Domingo de Ramos – 16/03/2008
Isaías 50.4-9(10)
Graça e paz da parte de Deus nosso Pai
e de Jesus Cristo nosso Senhor.
Estimados no Senhor:
Isaías 50 é um dos chamados cânticos do Servo do SENHOR – os quais antecipam, como profecia, que o Messias, antes de vir em glória, passaria pela chamada “grande tribulação” (Daniel 12.1), a tribulação do remanescente fiel. Isaías foi o profeta que anunciou que o remanescente fiel se reduziria a apenas uma pessoa, o Servo do SENHOR (Is 51.2; Is 52.13; Is 53.4).

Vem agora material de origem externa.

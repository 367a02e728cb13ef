//! Prediction and advisory pipeline

use std::sync::Arc;

use tracing::{debug, warn};

use crate::domain::crop::ModelKind;
use crate::domain::{
    DomainError, KnowledgeBase, ModelRegistry, PredictionOutcome, PredictionRequest, Session,
};

/// Runs one submission against the registry and the knowledge base
#[derive(Debug, Clone)]
pub struct PredictionService {
    registry: Arc<ModelRegistry>,
    knowledge_base: Arc<KnowledgeBase>,
}

impl PredictionService {
    /// Refuses an empty registry, so no prediction can ever run without a model
    pub fn new(
        registry: Arc<ModelRegistry>,
        knowledge_base: Arc<KnowledgeBase>,
    ) -> Result<Self, DomainError> {
        if registry.is_empty() {
            return Err(DomainError::configuration(
                "No models available, predictions are disabled",
            ));
        }

        Ok(Self {
            registry,
            knowledge_base,
        })
    }

    pub fn selectable_models(&self) -> Vec<ModelKind> {
        self.registry.selectable()
    }

    /// Validate the inputs, predict a label and look up its advice
    pub fn predict(
        &self,
        session: &Session,
        request: &PredictionRequest,
    ) -> Result<PredictionOutcome, DomainError> {
        request.features.validate()?;

        let model = self.registry.require(request.model)?;
        let label = model.predict(&request.features)?;

        let advisory = self.knowledge_base.lookup(&label, session.language());
        if advisory.is_unavailable() {
            warn!(label = %label, language = %session.language(), "No advisory entry for predicted crop");
        }

        debug!(
            session_id = %session.id(),
            model = %request.model,
            label = %label,
            "Prediction completed"
        );

        Ok(PredictionOutcome {
            label,
            model: request.model,
            language: session.language().to_string(),
            advisory,
        })
    }
}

Os escribas anunciavam que a vinda do reino de Deus, a chamada restauração de Israel, viria somente depois de que a fidelidade do povo fosse provada durante a grande tribulação (Apocalipses judaicos: Ap de Enoque, Ap de Baruque, Ap de Esdras, Salmos de Salomão, etc.). Aguardavam a vinda do Messias para depois da tribulação, para o chamado resto ou remanescente fiel do povo de Israel. Os capítulos finais de Isaías anunciam, por meio de quatro cânticos sobre o “Servo do SENHOR”, que o Messias, ele próprio, seria o remanescente fiel, que, em lugar do povo, tomaria em seus próprios ombros a grande tribulação, a saber, a tentação de Satanás e o sacrifício da própria vida nas mãos de inimigos e de apóstatas, como oferta pelo pecado.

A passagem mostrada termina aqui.